Is history repeating itself with the run-up of paid placements over the last 2-3 years? Today, companies like Apple retain specialists to secure conspicuous placements in hit shows like 24, CSI and The Office to connect with consumers. In one of the more celebrated (and questionable) product placements, HP paid a reported $200K for a subliminal placement in a Jessica Simpson video. (Lewis Black’s rant about this on The Daily Show was priceless.)
Which got me thinking about the inevitability of B to B product and service placements in entertainment media. If my co-workers and I lived in a world of gargantuan egos, bottomless budgets and a mandate to indulge both, where might some of our clients pay to play?
- 24 - Jack Bauer chases a suspected terrorist into the boiler room of a Los Angeles hospital. Cornered, the suspect fires his Glock into a nearby boiler in an attempt to scald Jack in red hot steam. Sparks fly but the bullets fail to penetrate the boiler's outer hull. Cut to Jack flinching momentarily, then shaking his head and laughing. Cut to shaky cam closeup of the boiler's Cleaver-Brooks name plate, with tag line "The power of commitment" prominent. Plant managers, specifying engineers and end-users everywhere immediately recall what the terrorist now knows: nobody makes a better boiler than Cleaver-Brooks.
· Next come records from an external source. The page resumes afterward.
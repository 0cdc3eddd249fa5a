// SPDX-License-Identifier: Apache-2.0
// Copyright 2025 Ankit Kumar Pandey

//! Append-only audit log of package and function dependencies.
//!
//! Records are JSON lines written by a background task so callers never
//! wait on the disk.

use std::path::{Path, PathBuf};

use serde::Serialize;
use tokio::io::{AsyncWriteExt, BufWriter};
use tokio::sync::mpsc;
use tokio::task::JoinHandle;

use crate::error::{ForkliftError, ForkliftResult};

/// One line of `dep-trace.json`.
#[derive(Debug, Clone, PartialEq, Eq, Serialize)]
#[serde(tag = "type", rename_all = "lowercase")]
pub enum TraceRecord {
    Package {
        name: String,
        deps: Vec<String>,
        top: Vec<String>,
    },
    Function {
        name: String,
        deps: Vec<String>,
    },
    Invocation {
        name: String,
    },
}

pub struct DepTracer {
    path: PathBuf,
    tx: parking_lot::Mutex<Option<mpsc::UnboundedSender<TraceRecord>>>,
    writer: tokio::sync::Mutex<Option<JoinHandle<()>>>,
}

impl DepTracer {
    /// Open (or create) the log at `path` and start the writer task.
    pub async fn open(path: impl AsRef<Path>) -> ForkliftResult<Self> {
        let path = path.as_ref().to_path_buf();
        let file = tokio::fs::OpenOptions::new()
            .create(true)
            .append(true)
            .open(&path)
            .await
            .map_err(|e| ForkliftError::io("opening dependency trace", e))?;

        let (tx, mut rx) = mpsc::unbounded_channel::<TraceRecord>();
        let log_path = path.clone();
        let writer = tokio::spawn(async move {
            let mut out = BufWriter::new(file);
            while let Some(record) = rx.recv().await {
                let mut line = match serde_json::to_vec(&record) {
                    Ok(line) => line,
                    Err(e) => {
                        tracing::error!(error = %e, "Could not encode dependency trace record");
                        continue;
                    }
                };
                line.push(b'\n');
                if let Err(e) = out.write_all(&line).await {
                    tracing::error!(path = %log_path.display(), error = %e, "Dependency trace write failed");
                    return;
                }
            }
            if let Err(e) = out.flush().await {
                tracing::error!(path = %log_path.display(), error = %e, "Dependency trace flush failed");
            }
        });

        Ok(Self {
            path,
            tx: parking_lot::Mutex::new(Some(tx)),
            writer: tokio::sync::Mutex::new(Some(writer)),
        })
    }

    pub fn path(&self) -> &Path {
        &self.path
    }

    fn send(&self, record: TraceRecord) {
        if let Some(tx) = self.tx.lock().as_ref() {
            // a closed channel means cleanup already ran
            let _ = tx.send(record);
        }
    }

    pub fn trace_package(&self, name: &str, deps: &[String], top: &[String]) {
        self.send(TraceRecord::Package {
            name: name.to_string(),
            deps: deps.to_vec(),
            top: top.to_vec(),
        });
    }

    pub fn trace_function(&self, code_dir: &Path, direct_deps: &[String]) {
        self.send(TraceRecord::Function {
            name: code_dir.display().to_string(),
            deps: direct_deps.to_vec(),
        });
    }

    pub fn trace_invocation(&self, code_dir: &Path) {
        self.send(TraceRecord::Invocation {
            name: code_dir.display().to_string(),
        });
    }

    /// Stop accepting records and wait until everything queued is on disk.
    pub async fn cleanup(&self) {
        self.tx.lock().take();
        if let Some(writer) = self.writer.lock().await.take() {
            if let Err(e) = writer.await {
                tracing::error!(error = %e, "Dependency trace writer panicked");
            }
        }
    }
}

#[cfg(test)]
mod tests {
    use super::*;

    #[tokio::test]
    async fn test_records_are_json_lines() {
        let dir = tempfile::TempDir::new().unwrap();
        let tracer = DepTracer::open(dir.path().join("dep-trace.json"))
            .await
            .unwrap();

        tracer.trace_package("requests", &["idna".to_string()], &["requests".to_string()]);
        tracer.trace_function(Path::new("/code/1-echo"), &["requests".to_string()]);
        tracer.trace_invocation(Path::new("/code/1-echo"));
        tracer.cleanup().await;

        // dropped after cleanup
        tracer.trace_invocation(Path::new("/code/1-echo"));

        let content = std::fs::read_to_string(tracer.path()).unwrap();
        let lines: Vec<serde_json::Value> = content
            .lines()
            .map(|l| serde_json::from_str(l).unwrap())
            .collect();
        assert_eq!(lines.len(), 3);
        assert_eq!(lines[0]["type"], "package");
        assert_eq!(lines[0]["deps"][0], "idna");
        assert_eq!(lines[1]["type"], "function");
        assert_eq!(lines[1]["name"], "/code/1-echo");
        assert_eq!(lines[2]["type"], "invocation");
    }
}
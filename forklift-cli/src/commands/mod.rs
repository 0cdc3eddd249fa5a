// SPDX-License-Identifier: Apache-2.0
// Copyright 2025 Ankit Kumar Pandey

//! CLI command modules.

use std::path::{Path, PathBuf};

pub mod down;
pub mod init;
pub mod status;
pub mod up;
pub mod validate;

/// Failures of the worker lifecycle commands.
#[derive(Debug, thiserror::Error)]
pub enum CliError {
    #[error("worker already running or crashed: remove {path} if no worker is alive")]
    AlreadyRunning { path: PathBuf },

    #[error("no worker running: {path} does not exist")]
    NotRunning { path: PathBuf },

    #[error("invalid pid file {path}: {content:?}")]
    BadPidFile { path: PathBuf, content: String },

    #[error("worker did not {what} within {secs}s")]
    Timeout { what: &'static str, secs: u64 },

    #[error("worker stopped after a fatal error: {reason}")]
    Fatal { reason: String },
}

pub fn config_path(root: &Path) -> PathBuf {
    root.join("config.json")
}

pub fn load_config(root: &Path) -> Result<forklift_core::WorkerConfig, Box<dyn std::error::Error>> {
    Ok(forklift_core::ConfigLoader::load_file(config_path(root))?)
}
// SPDX-License-Identifier: Apache-2.0
// Copyright 2025 Ankit Kumar Pandey

//! Ordered background cleanup for one function.
//!
//! Items are processed strictly in queue order, so a directory queued
//! after a [`CleanupItem::Wait`] is removed only once that task is done.

use std::path::PathBuf;

use tokio::sync::mpsc;
use tokio::task::JoinHandle;

use crate::types::FunctionName;

#[derive(Debug)]
pub enum CleanupItem {
    /// Block until the task (usually a dying instance) has finished.
    Wait(JoinHandle<()>),
    /// Remove a directory tree.
    Remove(PathBuf),
}

pub struct CleanupQueue {
    tx: mpsc::UnboundedSender<CleanupItem>,
    task: JoinHandle<()>,
}

impl CleanupQueue {
    pub fn spawn(function: FunctionName) -> Self {
        let (tx, mut rx) = mpsc::unbounded_channel::<CleanupItem>();
        let task = tokio::spawn(async move {
            while let Some(item) = rx.recv().await {
                match item {
                    CleanupItem::Wait(handle) => {
                        if let Err(e) = handle.await {
                            tracing::warn!(function = %function, error = %e, "Instance task failed");
                        }
                    }
                    CleanupItem::Remove(dir) => {
                        tracing::debug!(function = %function, dir = %dir.display(), "Removing old code");
                        if let Err(e) = tokio::fs::remove_dir_all(&dir).await {
                            if e.kind() != std::io::ErrorKind::NotFound {
                                tracing::warn!(
                                    function = %function,
                                    dir = %dir.display(),
                                    error = %e,
                                    "Could not remove directory"
                                );
                            }
                        }
                    }
                }
            }
        });
        Self { tx, task }
    }

    pub fn push(&self, item: CleanupItem) {
        // the consumer only stops after close(), which takes self
        let _ = self.tx.send(item);
    }

    /// Stop accepting items and wait until everything queued is done.
    pub async fn close(self) {
        drop(self.tx);
        let _ = self.task.await;
    }
}
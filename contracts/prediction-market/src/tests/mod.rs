//! Test modules for the prediction market contract.

mod common;
//! Common utilities and types shared across the system user client crates.

#![warn(clippy::pedantic)]

/// Module for secret types that prevent accidental logging
pub mod secret;

/// Module for JWT utilities (header parsing, size limits, clock skew)
pub mod jwt;
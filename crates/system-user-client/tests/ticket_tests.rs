//! Ticket acquisition integration tests.
//!
//! Runs the full exchange against a stubbed tenant endpoint that also
//! publishes the tenant's JWKS.

// Test code is allowed to use expect/unwrap for assertions
#![allow(clippy::unwrap_used, clippy::expect_used, clippy::panic)]

use anyhow::Result;
use system_user_client::{
    ClientConfig, ExposeSecret, SecretString, SystemUserClient, SystemUserDescriptor,
    SystemUserError, ValidationFailure,
};
use system_user_test_utils::{
    MockSystemUserEndpoint, TestKeypair, TestTokenBuilder, TEST_AUDIENCE_TEMPLATE,
    TEST_ISSUER_TEMPLATE,
};

const TENANT: &str = "sod";

fn descriptor() -> SystemUserDescriptor {
    SystemUserDescriptor::new(TENANT, SecretString::from("SYS-4f1c-secret"))
        .expect("valid descriptor")
        .with_context_identifier("Cust12345")
        .with_client_secret(SecretString::from("partner-client-secret"))
}

fn config(endpoint: &MockSystemUserEndpoint) -> ClientConfig {
    ClientConfig::default()
        .with_endpoint_template(&endpoint.endpoint_template())
        .and_then(|c| c.with_jwks_template(&endpoint.jwks_template()))
        .and_then(|c| c.with_trust_templates(TEST_ISSUER_TEMPLATE, TEST_AUDIENCE_TEMPLATE))
        .expect("valid templates")
}

async fn setup(keypair: &TestKeypair) -> (MockSystemUserEndpoint, SystemUserClient) {
    let endpoint = MockSystemUserEndpoint::start().await;
    endpoint.mount_jwks(TENANT, &[keypair]).await;
    let client = SystemUserClient::new(descriptor(), config(&endpoint)).expect("client");
    (endpoint, client)
}

#[tokio::test]
async fn test_valid_token_returns_ticket_and_stores_identity() -> Result<()> {
    let keypair = TestKeypair::new(1, "tenant-key-01");
    let (endpoint, client) = setup(&keypair).await;
    let token = keypair.sign(&TestTokenBuilder::for_tenant(TENANT).with_ticket("7T:abc123").build());
    endpoint.mount_token(TENANT, &token).await;

    let ticket = client.get_system_user_ticket().await?;

    assert_eq!(ticket.expose_secret(), "7T:abc123");
    let identity = client.last_claims_identity().expect("identity stored");
    assert_eq!(identity.find("ticket").unwrap().value, "7T:abc123");
    Ok(())
}

#[tokio::test]
async fn test_ticket_claim_matched_case_insensitively() -> Result<()> {
    let keypair = TestKeypair::new(1, "tenant-key-01");
    let (endpoint, client) = setup(&keypair).await;
    let claims = TestTokenBuilder::for_tenant(TENANT)
        .without_ticket()
        .with_claim("Ticket", serde_json::json!("7T:mixed-case"))
        .build();
    endpoint.mount_token(TENANT, &keypair.sign(&claims)).await;

    let ticket = client.get_system_user_ticket().await?;

    assert_eq!(ticket.expose_secret(), "7T:mixed-case");
    Ok(())
}

#[tokio::test]
async fn test_configured_ticket_claim_name() -> Result<()> {
    let keypair = TestKeypair::new(1, "tenant-key-01");
    let endpoint = MockSystemUserEndpoint::start().await;
    endpoint.mount_jwks(TENANT, &[&keypair]).await;
    let claim = "http://schemes.superoffice.net/identity/ticket";
    let claims = TestTokenBuilder::for_tenant(TENANT)
        .without_ticket()
        .with_claim(claim, serde_json::json!("7T:schemed"))
        .build();
    endpoint.mount_token(TENANT, &keypair.sign(&claims)).await;

    let client = SystemUserClient::new(descriptor(), config(&endpoint).with_ticket_claim(claim))?;
    let ticket = client.get_system_user_ticket().await?;

    assert_eq!(ticket.expose_secret(), "7T:schemed");
    Ok(())
}

#[tokio::test]
async fn test_remote_rejection_carries_message_verbatim() {
    let keypair = TestKeypair::new(1, "tenant-key-01");
    let (endpoint, client) = setup(&keypair).await;
    endpoint
        .mount_rejection(TENANT, "System user token is not valid for Cust12345")
        .await;

    let err = client.get_system_user_ticket().await.unwrap_err();

    match err {
        SystemUserError::RemoteRejection(message) => {
            assert_eq!(message, "System user token is not valid for Cust12345");
        }
        other => panic!("expected RemoteRejection, got {other:?}"),
    }
    assert!(client.last_claims_identity().is_none());
}

#[tokio::test]
async fn test_forged_signature_is_token_validation_error() {
    let trusted = TestKeypair::new(1, "tenant-key-01");
    let attacker = TestKeypair::new(66, "tenant-key-01");
    let (endpoint, client) = setup(&trusted).await;
    let token = attacker.sign(&TestTokenBuilder::for_tenant(TENANT).with_ticket("7T:forged").build());
    endpoint.mount_token(TENANT, &token).await;

    let err = client.get_system_user_ticket().await.unwrap_err();

    match &err {
        SystemUserError::TokenValidation {
            token: rejected,
            sub_domain,
            failure,
        } => {
            assert_eq!(*failure, ValidationFailure::InvalidSignature);
            assert_eq!(sub_domain, TENANT);
            assert_eq!(rejected.expose_secret(), token);
        }
        other => panic!("expected TokenValidation, got {other:?}"),
    }
    assert!(!err.to_string().contains(&token));
    assert!(client.last_claims_identity().is_none());
}

#[tokio::test]
async fn test_expired_token_reports_expiry() {
    let keypair = TestKeypair::new(1, "tenant-key-01");
    let (endpoint, client) = setup(&keypair).await;
    let token = keypair.sign(&TestTokenBuilder::for_tenant(TENANT).expires_in(-3600).build());
    endpoint.mount_token(TENANT, &token).await;

    let err = client.get_system_user_ticket().await.unwrap_err();

    assert_eq!(err.validation_failure(), Some(&ValidationFailure::Expired));
    assert!(!err.is_retryable());
}

#[tokio::test]
async fn test_token_for_other_tenant_rejected() {
    let keypair = TestKeypair::new(1, "tenant-key-01");
    let (endpoint, client) = setup(&keypair).await;
    let token = keypair.sign(&TestTokenBuilder::for_tenant("another-tenant").build());
    endpoint.mount_token(TENANT, &token).await;

    let err = client.get_system_user_ticket().await.unwrap_err();

    assert_eq!(err.validation_failure(), Some(&ValidationFailure::InvalidIssuer));
}

#[tokio::test]
async fn test_wrong_audience_rejected() {
    let keypair = TestKeypair::new(1, "tenant-key-01");
    let (endpoint, client) = setup(&keypair).await;
    let token = keypair.sign(
        &TestTokenBuilder::for_tenant(TENANT)
            .with_audience("spn:someone-else")
            .build(),
    );
    endpoint.mount_token(TENANT, &token).await;

    let err = client.get_system_user_ticket().await.unwrap_err();

    assert_eq!(err.validation_failure(), Some(&ValidationFailure::InvalidAudience));
}

#[tokio::test]
async fn test_unknown_kid_rejected() {
    let published = TestKeypair::new(1, "tenant-key-01");
    let unpublished = TestKeypair::new(2, "tenant-key-02");
    let (endpoint, client) = setup(&published).await;
    endpoint
        .mount_token(TENANT, &unpublished.sign(&TestTokenBuilder::for_tenant(TENANT).build()))
        .await;

    let err = client.get_system_user_ticket().await.unwrap_err();

    assert_eq!(
        err.validation_failure(),
        Some(&ValidationFailure::UnknownSigningKey)
    );
    // Initial fetch plus one forced refresh, never more.
    assert_eq!(endpoint.jwks_fetch_count().await, 2);
}

#[tokio::test]
async fn test_rotated_signing_key_accepted_while_cache_is_fresh() -> Result<()> {
    let old = TestKeypair::new(1, "tenant-key-old");
    let new = TestKeypair::new(2, "tenant-key-new");
    let endpoint = MockSystemUserEndpoint::start().await;
    endpoint.mount_jwks_once(TENANT, &[&old]).await;
    endpoint.mount_jwks(TENANT, &[&old, &new]).await;
    let client = SystemUserClient::new(descriptor(), config(&endpoint))?;

    let before = old.sign(&TestTokenBuilder::for_tenant(TENANT).with_ticket("7T:old").build());
    assert!(client.validate(&before).await?.is_valid());
    assert_eq!(endpoint.jwks_fetch_count().await, 1);

    // The tenant now signs with a key the cached JWKS does not contain.
    let after = new.sign(&TestTokenBuilder::for_tenant(TENANT).with_ticket("7T:new").build());
    endpoint.mount_token(TENANT, &after).await;

    let ticket = client.get_system_user_ticket().await?;

    assert_eq!(ticket.expose_secret(), "7T:new");
    assert_eq!(endpoint.jwks_fetch_count().await, 2);

    // The refreshed set is cached, so the old key still works without a fetch.
    assert!(client.validate(&before).await?.is_valid());
    assert_eq!(endpoint.jwks_fetch_count().await, 2);
    Ok(())
}

#[tokio::test]
async fn test_missing_ticket_claim_is_protocol_contract_error() {
    let keypair = TestKeypair::new(1, "tenant-key-01");
    let (endpoint, client) = setup(&keypair).await;
    let token = keypair.sign(&TestTokenBuilder::for_tenant(TENANT).without_ticket().build());
    endpoint.mount_token(TENANT, &token).await;

    let err = client.get_system_user_ticket().await.unwrap_err();

    assert!(matches!(err, SystemUserError::ProtocolContract(_)));
    // The token itself was valid, so its identity is still stored.
    let identity = client.last_claims_identity().expect("identity stored");
    assert!(identity.find("ticket").is_none());
}

#[tokio::test]
async fn test_each_call_performs_fresh_exchange() -> Result<()> {
    let keypair = TestKeypair::new(1, "tenant-key-01");
    let (endpoint, client) = setup(&keypair).await;
    let first = keypair.sign(&TestTokenBuilder::for_tenant(TENANT).with_ticket("7T:first").build());
    let second = keypair.sign(&TestTokenBuilder::for_tenant(TENANT).with_ticket("7T:second").build());
    endpoint.mount_token_once(TENANT, &first).await;
    endpoint.mount_token_once(TENANT, &second).await;

    let ticket_one = client.get_system_user_ticket().await?;
    let ticket_two = client.get_system_user_ticket().await?;

    assert_eq!(ticket_one.expose_secret(), "7T:first");
    assert_eq!(ticket_two.expose_secret(), "7T:second");
    assert_eq!(endpoint.exchange_count().await, 2);

    // Last write wins.
    let identity = client.last_claims_identity().expect("identity stored");
    assert_eq!(identity.find("ticket").unwrap().value, "7T:second");
    Ok(())
}

#[tokio::test]
async fn test_request_body_round_trips_to_descriptor() -> Result<()> {
    let keypair = TestKeypair::new(1, "tenant-key-01");
    let (endpoint, client) = setup(&keypair).await;
    endpoint
        .mount_token(TENANT, &keypair.sign(&TestTokenBuilder::for_tenant(TENANT).build()))
        .await;

    client.get_system_user_ticket().await?;

    let bodies = endpoint.exchange_bodies().await;
    assert_eq!(bodies.len(), 1);
    let received: SystemUserDescriptor = serde_json::from_value(bodies.into_iter().next().unwrap())?;
    let sent = descriptor();

    assert_eq!(received.sub_domain(), sent.sub_domain());
    assert_eq!(
        received.system_user_token().expose_secret(),
        sent.system_user_token().expose_secret()
    );
    assert_eq!(received.context_identifier(), sent.context_identifier());
    assert_eq!(
        received.client_secret().map(|s| s.expose_secret()),
        Some("partner-client-secret")
    );
    Ok(())
}

#[tokio::test]
async fn test_exchange_for_token_returns_raw_result() -> Result<()> {
    let keypair = TestKeypair::new(1, "tenant-key-01");
    let (endpoint, client) = setup(&keypair).await;
    let token = keypair.sign(&TestTokenBuilder::for_tenant(TENANT).build());
    endpoint.mount_token(TENANT, &token).await;

    let result = client.exchange_for_token().await?;

    assert!(result.is_success());
    assert_eq!(result.token().unwrap().expose_secret(), token);
    // Exchanging alone never touches the stored identity.
    assert!(client.last_claims_identity().is_none());
    Ok(())
}

#[tokio::test]
async fn test_validate_then_ticket_identity_matches() -> Result<()> {
    let keypair = TestKeypair::new(1, "tenant-key-01");
    let (_endpoint, client) = setup(&keypair).await;
    let token = keypair.sign(&TestTokenBuilder::for_tenant(TENANT).with_ticket("7T:direct").build());

    let outcome = client.validate(&token).await?;

    assert!(outcome.is_valid());
    assert_eq!(
        outcome.claims_identity().unwrap().find("ticket").unwrap().value,
        "7T:direct"
    );
    assert_eq!(client.last_claims_identity().as_ref(), outcome.claims_identity());
    Ok(())
}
- Madden NFL '07 - A middle aged man sits in front of his TV in horror as Tom Brady lies writhing in pain on the virtual gridiron. Madden—or is it Frank Caliendo?—says "that kind of knee injury is one of the hazards of the occupation." Suddenly, a team of medical specialists with jackets reading Sensia Health Care is on the field, attending to Brady. In seconds, Brady is back in the game. Says Madden/Caliendo, "Al, that's just further proof that the folks at Sensia go where other occupational medicine and wellness providers can't and don't. They treated Brady like no other. And they're Treating your business like no other."
- War Of The Worlds - As alien killing machines rip through the Hudson Valley, Tom Cruise scurries into a nearly abandoned injection molding plant. Turns out Tim Robbins' creepy character is keeping the presses running, molding plastic squirt guns that can be used to shoot common cold virus at the aliens. But Cruise realizes the mold has reached the end of its life cycle. New tooling must be built—and fast. He calls D-M-E Company and uses D-M-E's QDS (Quick Delivery Specials). In days, Cruise has the mold base he needs to build replacement tooling. (Yes, somehow Cruise knows how to build plastic injection molds.) Using a 650-ton Milacron Powerline injection molding machine, Cruise and Robbins mold thousands of squirtguns. The Powerline's high efficiency power train ensures there are no hydraulic system losses—even as the aliens wreak havoc on the local power grid. Dissolve into slo-mo shot of Cruise and Robbins distributing squirtguns to humans across the northeastern U.S. Cut to Cruise in Boston, returning his kids to his ex-wife, squirt gun in holster, as Robbins looks on. Morgan Freeman's voiceover caps the scene, and the movie: "Just like D-M-E, they were there for us Every step of the way."